I felt embarrassed because despite a friend's recommendation that I watch it, I had shrugged "Rachel Getting Married" off as a chick flick just because Anne Hathaway was in it (such a stupid conclusion, I know). I ate my words, yes, and, along with them, several huge, painful lumps of emotion.

I did not at all feel that my intelligence was being insulted--the movie made me think and ask questions, one after another. Its raw depiction of reality, and all the ugliness and pain that comes with it, at times became too much for me, but perhaps that is where it succeeds most. The script is superb (Jenny Lumet did a wonderful job) in that it is devoid of sugar and sap, yet--and perhaps owing to that--the movie hit home, right where it should.

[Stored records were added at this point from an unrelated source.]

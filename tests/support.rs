#![allow(dead_code)]

use std::collections::HashMap;
use std::sync::atomic::{AtomicU64, Ordering};
use std::sync::{Arc, Mutex};
use std::time::{Duration, SystemTime, UNIX_EPOCH};

use async_trait::async_trait;

use latentfs::dispatch::nfs::NfsDispatcher;
use latentfs::dispatch::{
    AttrPatch, DirEntry, DispatchError, FsStats, MountAccess, ObjectAttr, ObjectId, ObjectKind,
    ReaddirPage, TimePatch, Timestamp,
};
use latentfs::protocol::rpc::{Context, TransactionTracker};
use latentfs::store::BackingStore;
use latentfs::xdr;

pub const ROOT_ID: ObjectId = ObjectId(1);

enum Content {
    File(Vec<u8>),
    Dir(Vec<(Vec<u8>, ObjectId)>),
    Link(Vec<u8>),
}

struct Node {
    attr: ObjectAttr,
    content: Content,
}

/// In-memory backing store with real tree semantics, plus an operation
/// counter so tests can assert the store was (or was not) reached.
pub struct MemStore {
    nodes: Mutex<HashMap<ObjectId, Node>>,
    next_id: AtomicU64,
    ops: AtomicU64,
}

fn now() -> Timestamp {
    let elapsed = SystemTime::now().duration_since(UNIX_EPOCH).unwrap_or_default();
    Timestamp { seconds: elapsed.as_secs(), nanos: elapsed.subsec_nanos() }
}

fn attr_of(id: ObjectId, kind: ObjectKind) -> ObjectAttr {
    let stamp = now();
    ObjectAttr {
        id,
        kind,
        mode: match kind {
            ObjectKind::Directory => 0o755,
            _ => 0o644,
        },
        nlink: match kind {
            ObjectKind::Directory => 2,
            _ => 1,
        },
        uid: 0,
        gid: 0,
        size: 0,
        atime: stamp,
        mtime: stamp,
        ctime: stamp,
    }
}

impl MemStore {
    pub fn new() -> MemStore {
        let mut nodes = HashMap::new();
        nodes.insert(
            ROOT_ID,
            Node { attr: attr_of(ROOT_ID, ObjectKind::Directory), content: Content::Dir(Vec::new()) },
        );
        MemStore { nodes: Mutex::new(nodes), next_id: AtomicU64::new(2), ops: AtomicU64::new(0) }
    }

    /// Backing-store invocations so far. Gate tests assert this stays 0.
    pub fn op_count(&self) -> u64 {
        self.ops.load(Ordering::SeqCst)
    }

    pub fn add_file(&self, parent: ObjectId, name: &str, data: &[u8]) -> ObjectId {
        let id = ObjectId(self.next_id.fetch_add(1, Ordering::SeqCst));
        let mut nodes = self.nodes.lock().unwrap();
        let mut attr = attr_of(id, ObjectKind::Regular);
        attr.size = data.len() as u64;
        nodes.insert(id, Node { attr, content: Content::File(data.to_vec()) });
        match &mut nodes.get_mut(&parent).expect("parent").content {
            Content::Dir(entries) => entries.push((name.as_bytes().to_vec(), id)),
            _ => panic!("parent is not a directory"),
        }
        id
    }

    pub fn add_dir(&self, parent: ObjectId, name: &str) -> ObjectId {
        let id = ObjectId(self.next_id.fetch_add(1, Ordering::SeqCst));
        let mut nodes = self.nodes.lock().unwrap();
        nodes.insert(
            id,
            Node { attr: attr_of(id, ObjectKind::Directory), content: Content::Dir(Vec::new()) },
        );
        match &mut nodes.get_mut(&parent).expect("parent").content {
            Content::Dir(entries) => entries.push((name.as_bytes().to_vec(), id)),
            _ => panic!("parent is not a directory"),
        }
        id
    }

    fn count_op(&self) {
        self.ops.fetch_add(1, Ordering::SeqCst);
    }

    fn child_of(
        nodes: &HashMap<ObjectId, Node>,
        dir: ObjectId,
        name: &[u8],
    ) -> Result<ObjectId, DispatchError> {
        let dir_node = nodes.get(&dir).ok_or(DispatchError::NotFound)?;
        let Content::Dir(entries) = &dir_node.content else {
            return Err(DispatchError::NotADirectory);
        };
        entries
            .iter()
            .find(|(entry_name, _)| entry_name == name)
            .map(|(_, id)| *id)
            .ok_or(DispatchError::NotFound)
    }

    fn insert_child(
        &self,
        nodes: &mut HashMap<ObjectId, Node>,
        dir: ObjectId,
        name: &[u8],
        kind: ObjectKind,
        content: Content,
    ) -> Result<ObjectAttr, DispatchError> {
        if Self::child_of(nodes, dir, name).is_ok() {
            return Err(DispatchError::AlreadyExists);
        }
        let id = ObjectId(self.next_id.fetch_add(1, Ordering::SeqCst));
        let mut attr = attr_of(id, kind);
        if let Content::File(data) | Content::Link(data) = &content {
            attr.size = data.len() as u64;
        }
        nodes.insert(id, Node { attr, content });
        match &mut nodes.get_mut(&dir).ok_or(DispatchError::NotFound)?.content {
            Content::Dir(entries) => entries.push((name.to_vec(), id)),
            _ => return Err(DispatchError::NotADirectory),
        }
        Ok(attr)
    }
}

#[async_trait]
impl BackingStore for MemStore {
    fn root(&self) -> ObjectId {
        ROOT_ID
    }

    async fn lookup(&self, dir: ObjectId, name: &[u8]) -> Result<ObjectAttr, DispatchError> {
        self.count_op();
        let nodes = self.nodes.lock().unwrap();
        let id = Self::child_of(&nodes, dir, name)?;
        Ok(nodes[&id].attr)
    }

    async fn getattr(&self, id: ObjectId) -> Result<ObjectAttr, DispatchError> {
        self.count_op();
        let nodes = self.nodes.lock().unwrap();
        nodes.get(&id).map(|node| node.attr).ok_or(DispatchError::NotFound)
    }

    async fn setattr(&self, id: ObjectId, patch: AttrPatch) -> Result<ObjectAttr, DispatchError> {
        self.count_op();
        let mut nodes = self.nodes.lock().unwrap();
        let node = nodes.get_mut(&id).ok_or(DispatchError::NotFound)?;
        if let Some(mode) = patch.mode {
            node.attr.mode = mode;
        }
        if let Some(uid) = patch.uid {
            node.attr.uid = uid;
        }
        if let Some(gid) = patch.gid {
            node.attr.gid = gid;
        }
        if let Some(size) = patch.size {
            let Content::File(data) = &mut node.content else {
                return Err(DispatchError::IsADirectory);
            };
            data.resize(size as usize, 0);
            node.attr.size = size;
        }
        let apply = |p: TimePatch| match p {
            TimePatch::Now => now(),
            TimePatch::At(t) => t,
        };
        if let Some(atime) = patch.atime {
            node.attr.atime = apply(atime);
        }
        if let Some(mtime) = patch.mtime {
            node.attr.mtime = apply(mtime);
        }
        node.attr.ctime = now();
        Ok(node.attr)
    }

    async fn read(
        &self,
        id: ObjectId,
        offset: u64,
        count: u32,
    ) -> Result<(Vec<u8>, bool), DispatchError> {
        self.count_op();
        let nodes = self.nodes.lock().unwrap();
        let node = nodes.get(&id).ok_or(DispatchError::NotFound)?;
        let Content::File(data) = &node.content else {
            return Err(DispatchError::IsADirectory);
        };
        let start = (offset as usize).min(data.len());
        let end = (start + count as usize).min(data.len());
        Ok((data[start..end].to_vec(), end == data.len()))
    }

    async fn write(
        &self,
        id: ObjectId,
        offset: u64,
        payload: &[u8],
    ) -> Result<(u32, ObjectAttr), DispatchError> {
        self.count_op();
        let mut nodes = self.nodes.lock().unwrap();
        let node = nodes.get_mut(&id).ok_or(DispatchError::NotFound)?;
        let Content::File(data) = &mut node.content else {
            return Err(DispatchError::IsADirectory);
        };
        let end = offset as usize + payload.len();
        if data.len() < end {
            data.resize(end, 0);
        }
        data[offset as usize..end].copy_from_slice(payload);
        node.attr.size = data.len() as u64;
        node.attr.mtime = now();
        Ok((payload.len() as u32, node.attr))
    }

    async fn create(
        &self,
        dir: ObjectId,
        name: &[u8],
        patch: AttrPatch,
    ) -> Result<ObjectAttr, DispatchError> {
        self.count_op();
        let mut nodes = self.nodes.lock().unwrap();
        let mut attr =
            self.insert_child(&mut nodes, dir, name, ObjectKind::Regular, Content::File(Vec::new()))?;
        if let Some(mode) = patch.mode {
            attr.mode = mode;
            nodes.get_mut(&attr.id).unwrap().attr.mode = mode;
        }
        Ok(attr)
    }

    async fn mkdir(
        &self,
        dir: ObjectId,
        name: &[u8],
        patch: AttrPatch,
    ) -> Result<ObjectAttr, DispatchError> {
        self.count_op();
        let mut nodes = self.nodes.lock().unwrap();
        let mut attr =
            self.insert_child(&mut nodes, dir, name, ObjectKind::Directory, Content::Dir(Vec::new()))?;
        if let Some(mode) = patch.mode {
            attr.mode = mode;
            nodes.get_mut(&attr.id).unwrap().attr.mode = mode;
        }
        Ok(attr)
    }

    async fn symlink(
        &self,
        dir: ObjectId,
        name: &[u8],
        target: &[u8],
    ) -> Result<ObjectAttr, DispatchError> {
        self.count_op();
        let mut nodes = self.nodes.lock().unwrap();
        self.insert_child(&mut nodes, dir, name, ObjectKind::Symlink, Content::Link(target.to_vec()))
    }

    async fn readlink(&self, id: ObjectId) -> Result<Vec<u8>, DispatchError> {
        self.count_op();
        let nodes = self.nodes.lock().unwrap();
        match &nodes.get(&id).ok_or(DispatchError::NotFound)?.content {
            Content::Link(target) => Ok(target.clone()),
            _ => Err(DispatchError::IoFailure("not a symlink".to_string())),
        }
    }

    async fn unlink(&self, dir: ObjectId, name: &[u8]) -> Result<(), DispatchError> {
        self.count_op();
        let mut nodes = self.nodes.lock().unwrap();
        let id = Self::child_of(&nodes, dir, name)?;
        if matches!(nodes[&id].content, Content::Dir(_)) {
            return Err(DispatchError::IsADirectory);
        }
        match &mut nodes.get_mut(&dir).unwrap().content {
            Content::Dir(entries) => entries.retain(|(entry_name, _)| entry_name != name),
            _ => return Err(DispatchError::NotADirectory),
        }
        let nlink = nodes[&id].attr.nlink;
        if nlink <= 1 {
            nodes.remove(&id);
        } else {
            nodes.get_mut(&id).unwrap().attr.nlink -= 1;
        }
        Ok(())
    }

    async fn rmdir(&self, dir: ObjectId, name: &[u8]) -> Result<(), DispatchError> {
        self.count_op();
        let mut nodes = self.nodes.lock().unwrap();
        let id = Self::child_of(&nodes, dir, name)?;
        match &nodes[&id].content {
            Content::Dir(entries) if entries.is_empty() => {}
            Content::Dir(_) => return Err(DispatchError::IoFailure("directory not empty".to_string())),
            _ => return Err(DispatchError::NotADirectory),
        }
        match &mut nodes.get_mut(&dir).unwrap().content {
            Content::Dir(entries) => entries.retain(|(entry_name, _)| entry_name != name),
            _ => return Err(DispatchError::NotADirectory),
        }
        nodes.remove(&id);
        Ok(())
    }

    async fn rename(
        &self,
        from_dir: ObjectId,
        from_name: &[u8],
        to_dir: ObjectId,
        to_name: &[u8],
    ) -> Result<(), DispatchError> {
        self.count_op();
        let mut nodes = self.nodes.lock().unwrap();
        let id = Self::child_of(&nodes, from_dir, from_name)?;
        match &mut nodes.get_mut(&from_dir).unwrap().content {
            Content::Dir(entries) => entries.retain(|(entry_name, _)| entry_name != from_name),
            _ => return Err(DispatchError::NotADirectory),
        }
        match &mut nodes.get_mut(&to_dir).ok_or(DispatchError::NotFound)?.content {
            Content::Dir(entries) => {
                entries.retain(|(entry_name, _)| entry_name != to_name);
                entries.push((to_name.to_vec(), id));
            }
            _ => return Err(DispatchError::NotADirectory),
        }
        Ok(())
    }

    async fn link(
        &self,
        id: ObjectId,
        dir: ObjectId,
        name: &[u8],
    ) -> Result<ObjectAttr, DispatchError> {
        self.count_op();
        let mut nodes = self.nodes.lock().unwrap();
        if Self::child_of(&nodes, dir, name).is_ok() {
            return Err(DispatchError::AlreadyExists);
        }
        if !nodes.contains_key(&id) {
            return Err(DispatchError::NotFound);
        }
        match &mut nodes.get_mut(&dir).ok_or(DispatchError::NotFound)?.content {
            Content::Dir(entries) => entries.push((name.to_vec(), id)),
            _ => return Err(DispatchError::NotADirectory),
        }
        let node = nodes.get_mut(&id).unwrap();
        node.attr.nlink += 1;
        Ok(node.attr)
    }

    async fn readdir(
        &self,
        dir: ObjectId,
        start: u64,
        max: usize,
    ) -> Result<ReaddirPage, DispatchError> {
        self.count_op();
        let nodes = self.nodes.lock().unwrap();
        let Content::Dir(entries) = &nodes.get(&dir).ok_or(DispatchError::NotFound)?.content else {
            return Err(DispatchError::NotADirectory);
        };
        let limit = if max == 0 { entries.len() } else { max };
        let page: Vec<DirEntry> = entries
            .iter()
            .skip(start as usize)
            .take(limit)
            .map(|(name, id)| DirEntry {
                id: *id,
                name: name.clone(),
                kind: nodes[id].attr.kind,
            })
            .collect();
        let eof = start as usize + page.len() >= entries.len();
        Ok(ReaddirPage { entries: page, eof })
    }

    async fn fsync(&self, _id: ObjectId) -> Result<(), DispatchError> {
        self.count_op();
        Ok(())
    }

    async fn statfs(&self, _id: ObjectId) -> Result<FsStats, DispatchError> {
        self.count_op();
        let nodes = self.nodes.lock().unwrap();
        let used: u64 = nodes.values().map(|node| node.attr.size).sum();
        Ok(FsStats {
            total_bytes: 1 << 30,
            free_bytes: (1 << 30) - used,
            avail_bytes: (1 << 30) - used,
            total_objects: 1 << 20,
            free_objects: (1 << 20) - nodes.len() as u64,
        })
    }
}

/// A request context over a fresh dispatcher for `store`.
pub fn test_context(store: Arc<MemStore>, access: MountAccess) -> (Context, Arc<NfsDispatcher>) {
    let dispatcher = Arc::new(NfsDispatcher::new(store, access));
    let context = Context {
        local_port: 0,
        client_addr: "127.0.0.1:1234".to_string(),
        auth: xdr::rpc::auth_unix::default(),
        dispatcher: dispatcher.clone(),
        export_name: Arc::new("/".to_string()),
        mount_signal: None,
        transaction_tracker: Arc::new(TransactionTracker::new(Duration::from_secs(60))),
    };
    (context, dispatcher)
}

Being the opinionated, thinking human being that I was, I empathized with the main character so much to the point of hating almost everyone else in the film. The thought of depressed people being judged by other people depressed me to almost below zero (or zero, then, alright). But then again, with the movie climaxing, and my emotion-blinded brain clearing up, I realized, hey, depression isn't--and will unlikely be--a low-hanging fruit that anyone could just reach out for and put in the palm of one's hand as if it were the most ordinary thing in the world. Very few people would recognize it for what it is, least of all acknowledge that they are afflicted with it, so expecting the sane to understand would be like telling someone to chew on broken glass and expecting them to do it.

Whew.

This movie hit me hard. I'd recommend a hankie, or a pack of tissue, should you decide to give it a try. They just might come in handy.

=)

Thursday, April 2, 2009

Lines

Let me erase the word
before the final letter
falls on the page.

You refuse to speak
so let me
be mute with you.

If the upturned palm cannot hold more than what it could give
what right has it to ask for more?

So I will close my hands
and keep them so

folded
dove wings.

Haircut

Finally, some time to breathe.




The past couple of weeks had me waiting in the wings to exhale. The excitement from the tension and pressure at work had built up to an alarming crescendo and it felt like I was holding my breath the whole time. So, this afternoon, I went to trusty old David's for a much deserved (and long delayed) haircut. This was partly brought about by my thwarted attempt to purchase something nice and pretty for myself--I searched the shops in vain but found nothing to my fancy, so a trim seemed like a good detour with which to channel my frustration--and partly by the ball and chain that my heavy mop of long, unruly locks had become.

Now, dark circles around the eyes would disappear with careful dabs of concealer, but split-ends are an entirely different matter. My extremely dry, frizzy and very long hair had become the telltale sign of the tremendous stress in the workplace and no amount of conditioner could mask the miserable tangles they had meshed themselves into.

I think the haircut did wonders.

My head feels pounds lighter, my mind a little less clouded.